→ MATERIAL TO PROCESS:
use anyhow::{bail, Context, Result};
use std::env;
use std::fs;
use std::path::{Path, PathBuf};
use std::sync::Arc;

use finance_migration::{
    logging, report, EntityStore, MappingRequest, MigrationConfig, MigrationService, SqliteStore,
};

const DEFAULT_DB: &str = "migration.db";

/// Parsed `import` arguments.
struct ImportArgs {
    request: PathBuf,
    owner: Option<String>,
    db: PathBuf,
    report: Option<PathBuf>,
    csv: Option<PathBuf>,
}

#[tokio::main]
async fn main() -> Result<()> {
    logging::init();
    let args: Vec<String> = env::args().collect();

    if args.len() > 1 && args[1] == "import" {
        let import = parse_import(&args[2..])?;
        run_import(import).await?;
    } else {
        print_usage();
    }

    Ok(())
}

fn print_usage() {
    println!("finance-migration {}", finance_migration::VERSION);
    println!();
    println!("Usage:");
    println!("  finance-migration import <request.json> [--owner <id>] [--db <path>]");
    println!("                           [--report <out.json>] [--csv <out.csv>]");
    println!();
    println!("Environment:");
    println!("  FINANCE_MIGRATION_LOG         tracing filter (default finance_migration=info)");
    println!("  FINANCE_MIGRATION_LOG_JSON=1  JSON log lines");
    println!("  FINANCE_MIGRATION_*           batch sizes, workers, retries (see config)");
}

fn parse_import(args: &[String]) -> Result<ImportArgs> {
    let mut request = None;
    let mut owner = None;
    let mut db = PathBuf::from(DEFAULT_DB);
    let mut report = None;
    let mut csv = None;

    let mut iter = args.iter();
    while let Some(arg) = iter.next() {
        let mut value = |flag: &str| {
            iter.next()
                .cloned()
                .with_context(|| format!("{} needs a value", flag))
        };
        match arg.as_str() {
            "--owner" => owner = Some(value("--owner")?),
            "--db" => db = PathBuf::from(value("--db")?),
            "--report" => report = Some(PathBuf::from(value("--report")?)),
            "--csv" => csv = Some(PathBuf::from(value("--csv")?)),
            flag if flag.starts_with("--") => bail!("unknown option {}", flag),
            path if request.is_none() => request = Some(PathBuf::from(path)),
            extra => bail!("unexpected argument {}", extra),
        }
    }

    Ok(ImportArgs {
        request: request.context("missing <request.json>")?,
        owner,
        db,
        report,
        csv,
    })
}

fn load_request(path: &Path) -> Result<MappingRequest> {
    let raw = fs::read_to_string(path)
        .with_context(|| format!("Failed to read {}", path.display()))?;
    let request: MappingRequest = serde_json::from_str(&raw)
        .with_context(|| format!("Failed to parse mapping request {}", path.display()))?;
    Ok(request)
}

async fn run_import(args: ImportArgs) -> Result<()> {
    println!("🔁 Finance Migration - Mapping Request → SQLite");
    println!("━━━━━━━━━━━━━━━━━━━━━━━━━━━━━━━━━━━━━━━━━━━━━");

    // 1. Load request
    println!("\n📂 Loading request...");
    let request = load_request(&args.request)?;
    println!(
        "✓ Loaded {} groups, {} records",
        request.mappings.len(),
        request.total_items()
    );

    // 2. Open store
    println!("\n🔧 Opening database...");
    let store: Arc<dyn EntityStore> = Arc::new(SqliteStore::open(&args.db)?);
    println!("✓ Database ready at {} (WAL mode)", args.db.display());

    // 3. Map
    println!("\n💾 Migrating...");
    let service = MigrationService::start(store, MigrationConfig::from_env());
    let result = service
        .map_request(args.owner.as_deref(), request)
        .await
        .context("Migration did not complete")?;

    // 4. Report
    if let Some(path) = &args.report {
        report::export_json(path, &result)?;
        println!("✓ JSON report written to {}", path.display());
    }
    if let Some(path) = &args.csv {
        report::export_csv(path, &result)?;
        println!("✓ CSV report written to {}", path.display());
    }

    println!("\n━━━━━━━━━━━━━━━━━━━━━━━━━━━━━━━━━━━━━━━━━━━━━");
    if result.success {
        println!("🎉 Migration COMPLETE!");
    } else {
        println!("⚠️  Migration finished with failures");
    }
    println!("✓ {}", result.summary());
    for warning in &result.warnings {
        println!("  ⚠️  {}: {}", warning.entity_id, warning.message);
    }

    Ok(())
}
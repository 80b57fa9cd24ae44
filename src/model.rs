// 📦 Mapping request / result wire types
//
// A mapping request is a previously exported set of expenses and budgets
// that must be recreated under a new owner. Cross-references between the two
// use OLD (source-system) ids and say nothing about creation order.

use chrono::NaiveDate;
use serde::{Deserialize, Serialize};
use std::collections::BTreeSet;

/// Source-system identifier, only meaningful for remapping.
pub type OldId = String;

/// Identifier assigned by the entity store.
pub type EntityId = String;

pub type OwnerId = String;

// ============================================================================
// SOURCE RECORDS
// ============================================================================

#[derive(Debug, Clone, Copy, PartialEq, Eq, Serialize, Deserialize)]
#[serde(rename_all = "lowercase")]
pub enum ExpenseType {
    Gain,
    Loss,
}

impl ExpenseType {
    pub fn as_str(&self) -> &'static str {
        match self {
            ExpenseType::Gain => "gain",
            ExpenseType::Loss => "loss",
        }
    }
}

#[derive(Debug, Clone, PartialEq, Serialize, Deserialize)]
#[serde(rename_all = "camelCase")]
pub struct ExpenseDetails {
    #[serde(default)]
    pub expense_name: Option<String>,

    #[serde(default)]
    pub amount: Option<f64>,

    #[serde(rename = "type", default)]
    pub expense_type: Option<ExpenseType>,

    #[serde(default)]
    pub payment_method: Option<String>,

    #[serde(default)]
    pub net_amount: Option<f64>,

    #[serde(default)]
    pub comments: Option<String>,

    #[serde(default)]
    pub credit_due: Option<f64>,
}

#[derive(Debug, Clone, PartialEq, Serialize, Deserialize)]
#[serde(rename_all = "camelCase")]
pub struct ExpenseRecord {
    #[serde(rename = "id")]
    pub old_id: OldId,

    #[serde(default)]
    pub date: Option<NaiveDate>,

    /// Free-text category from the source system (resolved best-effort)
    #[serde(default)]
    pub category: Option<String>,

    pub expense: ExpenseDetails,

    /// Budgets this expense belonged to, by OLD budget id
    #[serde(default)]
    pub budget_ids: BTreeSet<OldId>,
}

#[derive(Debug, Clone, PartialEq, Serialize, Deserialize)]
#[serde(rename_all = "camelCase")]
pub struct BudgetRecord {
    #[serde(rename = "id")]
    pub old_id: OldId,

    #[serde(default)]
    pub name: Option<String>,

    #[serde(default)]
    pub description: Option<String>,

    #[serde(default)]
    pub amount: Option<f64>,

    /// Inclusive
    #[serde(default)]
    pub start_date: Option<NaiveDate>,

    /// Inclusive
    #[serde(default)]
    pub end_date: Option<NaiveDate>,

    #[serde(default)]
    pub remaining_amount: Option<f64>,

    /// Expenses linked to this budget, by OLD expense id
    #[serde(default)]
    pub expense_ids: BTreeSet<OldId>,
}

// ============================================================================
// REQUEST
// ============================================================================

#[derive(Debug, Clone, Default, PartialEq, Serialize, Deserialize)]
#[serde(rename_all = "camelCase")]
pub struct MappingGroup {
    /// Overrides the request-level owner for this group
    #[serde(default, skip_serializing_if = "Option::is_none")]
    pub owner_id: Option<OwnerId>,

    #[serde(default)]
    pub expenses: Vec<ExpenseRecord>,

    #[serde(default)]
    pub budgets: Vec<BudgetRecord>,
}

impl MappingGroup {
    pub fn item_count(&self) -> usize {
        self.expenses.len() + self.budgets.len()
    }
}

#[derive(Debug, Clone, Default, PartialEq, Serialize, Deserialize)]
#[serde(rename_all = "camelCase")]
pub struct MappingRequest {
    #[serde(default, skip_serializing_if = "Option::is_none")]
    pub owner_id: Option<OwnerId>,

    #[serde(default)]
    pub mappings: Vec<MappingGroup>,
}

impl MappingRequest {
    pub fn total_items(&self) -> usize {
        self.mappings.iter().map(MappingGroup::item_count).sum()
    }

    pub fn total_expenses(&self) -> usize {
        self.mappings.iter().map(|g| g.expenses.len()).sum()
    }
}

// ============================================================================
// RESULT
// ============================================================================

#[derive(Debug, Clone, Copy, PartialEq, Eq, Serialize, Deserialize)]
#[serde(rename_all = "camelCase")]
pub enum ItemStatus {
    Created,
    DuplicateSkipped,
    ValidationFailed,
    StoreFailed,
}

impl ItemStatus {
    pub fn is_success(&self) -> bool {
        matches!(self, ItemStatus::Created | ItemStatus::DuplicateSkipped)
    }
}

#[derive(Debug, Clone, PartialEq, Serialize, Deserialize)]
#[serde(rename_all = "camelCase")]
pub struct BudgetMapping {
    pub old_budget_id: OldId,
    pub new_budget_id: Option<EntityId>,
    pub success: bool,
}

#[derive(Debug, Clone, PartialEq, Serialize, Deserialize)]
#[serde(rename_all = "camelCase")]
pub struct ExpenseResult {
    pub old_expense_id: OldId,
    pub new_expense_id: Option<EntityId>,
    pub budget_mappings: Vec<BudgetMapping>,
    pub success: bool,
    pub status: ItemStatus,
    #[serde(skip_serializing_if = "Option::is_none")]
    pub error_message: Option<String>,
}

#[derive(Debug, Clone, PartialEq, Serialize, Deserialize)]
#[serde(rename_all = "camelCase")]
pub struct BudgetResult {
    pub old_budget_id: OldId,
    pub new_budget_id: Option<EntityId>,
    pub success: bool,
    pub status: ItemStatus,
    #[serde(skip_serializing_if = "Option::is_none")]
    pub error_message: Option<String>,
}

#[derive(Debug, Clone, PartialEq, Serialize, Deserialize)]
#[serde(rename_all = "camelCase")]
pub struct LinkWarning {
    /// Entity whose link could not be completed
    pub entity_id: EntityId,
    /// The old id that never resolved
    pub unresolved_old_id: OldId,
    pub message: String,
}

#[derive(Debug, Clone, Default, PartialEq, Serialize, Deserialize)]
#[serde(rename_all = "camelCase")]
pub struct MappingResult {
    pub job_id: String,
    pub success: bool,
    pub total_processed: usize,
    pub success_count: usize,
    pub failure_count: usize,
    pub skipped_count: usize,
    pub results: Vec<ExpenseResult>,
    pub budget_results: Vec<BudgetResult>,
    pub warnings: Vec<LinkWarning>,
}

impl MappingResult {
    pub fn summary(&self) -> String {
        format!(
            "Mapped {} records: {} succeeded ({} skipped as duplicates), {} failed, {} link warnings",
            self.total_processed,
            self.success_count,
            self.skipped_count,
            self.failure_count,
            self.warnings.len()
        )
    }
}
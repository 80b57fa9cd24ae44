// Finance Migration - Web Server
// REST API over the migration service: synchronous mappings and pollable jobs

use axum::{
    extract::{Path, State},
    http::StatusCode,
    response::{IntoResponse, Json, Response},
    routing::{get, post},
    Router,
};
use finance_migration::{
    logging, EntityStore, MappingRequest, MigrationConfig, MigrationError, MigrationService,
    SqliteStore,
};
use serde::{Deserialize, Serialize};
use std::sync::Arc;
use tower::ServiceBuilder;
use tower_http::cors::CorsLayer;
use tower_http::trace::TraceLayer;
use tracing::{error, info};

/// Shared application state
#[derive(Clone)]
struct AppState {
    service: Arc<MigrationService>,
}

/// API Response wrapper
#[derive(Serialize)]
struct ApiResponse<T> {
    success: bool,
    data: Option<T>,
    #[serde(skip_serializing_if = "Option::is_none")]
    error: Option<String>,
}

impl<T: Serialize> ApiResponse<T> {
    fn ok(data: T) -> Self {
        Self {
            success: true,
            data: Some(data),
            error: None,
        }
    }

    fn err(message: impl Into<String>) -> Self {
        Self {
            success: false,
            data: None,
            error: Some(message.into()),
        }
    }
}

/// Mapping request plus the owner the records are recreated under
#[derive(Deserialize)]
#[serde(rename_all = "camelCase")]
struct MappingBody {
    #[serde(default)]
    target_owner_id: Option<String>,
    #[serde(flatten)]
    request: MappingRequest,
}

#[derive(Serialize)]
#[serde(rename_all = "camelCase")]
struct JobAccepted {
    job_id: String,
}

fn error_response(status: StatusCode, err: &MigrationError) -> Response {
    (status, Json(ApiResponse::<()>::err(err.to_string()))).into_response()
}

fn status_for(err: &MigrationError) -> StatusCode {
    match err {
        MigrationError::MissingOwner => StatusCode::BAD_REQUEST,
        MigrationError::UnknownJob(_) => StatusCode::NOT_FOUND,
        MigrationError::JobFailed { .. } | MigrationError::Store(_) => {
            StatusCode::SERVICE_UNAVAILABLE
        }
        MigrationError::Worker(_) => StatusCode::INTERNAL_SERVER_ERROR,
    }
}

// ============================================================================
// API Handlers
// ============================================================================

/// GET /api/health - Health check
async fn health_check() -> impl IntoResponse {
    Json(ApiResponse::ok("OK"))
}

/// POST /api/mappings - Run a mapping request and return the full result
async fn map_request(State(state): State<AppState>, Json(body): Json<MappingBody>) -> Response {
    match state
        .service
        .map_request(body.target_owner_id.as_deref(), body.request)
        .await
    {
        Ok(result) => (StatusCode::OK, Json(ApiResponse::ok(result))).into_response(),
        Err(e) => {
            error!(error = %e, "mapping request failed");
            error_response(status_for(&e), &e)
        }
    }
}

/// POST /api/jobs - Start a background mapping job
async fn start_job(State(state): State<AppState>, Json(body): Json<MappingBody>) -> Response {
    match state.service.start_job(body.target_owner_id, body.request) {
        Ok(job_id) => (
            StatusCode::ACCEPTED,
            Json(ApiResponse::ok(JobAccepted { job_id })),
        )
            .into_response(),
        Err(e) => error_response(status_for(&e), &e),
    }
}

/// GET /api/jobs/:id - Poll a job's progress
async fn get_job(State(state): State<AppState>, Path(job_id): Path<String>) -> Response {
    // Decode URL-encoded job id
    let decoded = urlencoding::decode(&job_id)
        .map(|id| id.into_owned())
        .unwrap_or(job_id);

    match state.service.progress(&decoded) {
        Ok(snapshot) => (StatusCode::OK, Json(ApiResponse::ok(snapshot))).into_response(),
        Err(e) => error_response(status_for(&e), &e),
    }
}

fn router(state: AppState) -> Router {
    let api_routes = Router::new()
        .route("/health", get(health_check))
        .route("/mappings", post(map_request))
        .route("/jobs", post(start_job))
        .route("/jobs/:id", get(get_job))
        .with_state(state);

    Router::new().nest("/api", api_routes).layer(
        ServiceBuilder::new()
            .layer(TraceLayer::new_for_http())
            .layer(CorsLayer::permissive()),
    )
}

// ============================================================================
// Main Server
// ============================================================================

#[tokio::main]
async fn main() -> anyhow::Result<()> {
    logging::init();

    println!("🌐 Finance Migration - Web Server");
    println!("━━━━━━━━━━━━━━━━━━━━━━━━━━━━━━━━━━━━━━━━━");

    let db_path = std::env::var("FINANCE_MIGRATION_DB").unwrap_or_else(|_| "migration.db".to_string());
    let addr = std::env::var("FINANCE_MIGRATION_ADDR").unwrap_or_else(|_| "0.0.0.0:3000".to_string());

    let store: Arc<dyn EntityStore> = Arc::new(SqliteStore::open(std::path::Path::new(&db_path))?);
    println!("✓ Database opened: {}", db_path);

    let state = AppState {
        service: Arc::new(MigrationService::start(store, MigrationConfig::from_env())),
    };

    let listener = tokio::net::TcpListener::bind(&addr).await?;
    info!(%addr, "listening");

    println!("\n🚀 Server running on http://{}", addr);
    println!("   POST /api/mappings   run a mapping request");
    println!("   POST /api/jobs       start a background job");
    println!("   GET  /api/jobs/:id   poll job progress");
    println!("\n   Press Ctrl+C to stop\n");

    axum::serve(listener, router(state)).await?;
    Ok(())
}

→ WHAT TO DO:
All that belongs in the answer is the lines from the start of the entries above through the line containing "if args.len() >", each given exactly.

→ ANSWER TO THE PROBLEM:
use anyhow::{bail, Context, Result};
use std::env;
use std::fs;
use std::path::{Path, PathBuf};
use std::sync::Arc;

use finance_migration::{
    logging, report, EntityStore, MappingRequest, MigrationConfig, MigrationService, SqliteStore,
};

const DEFAULT_DB: &str = "migration.db";

/// Parsed `import` arguments.
struct ImportArgs {
    request: PathBuf,
    owner: Option<String>,
    db: PathBuf,
    report: Option<PathBuf>,
    csv: Option<PathBuf>,
}

#[tokio::main]
async fn main() -> Result<()> {
    logging::init();
    let args: Vec<String> = env::args().collect();

    if args.len() > 1 && args[1] == "import" {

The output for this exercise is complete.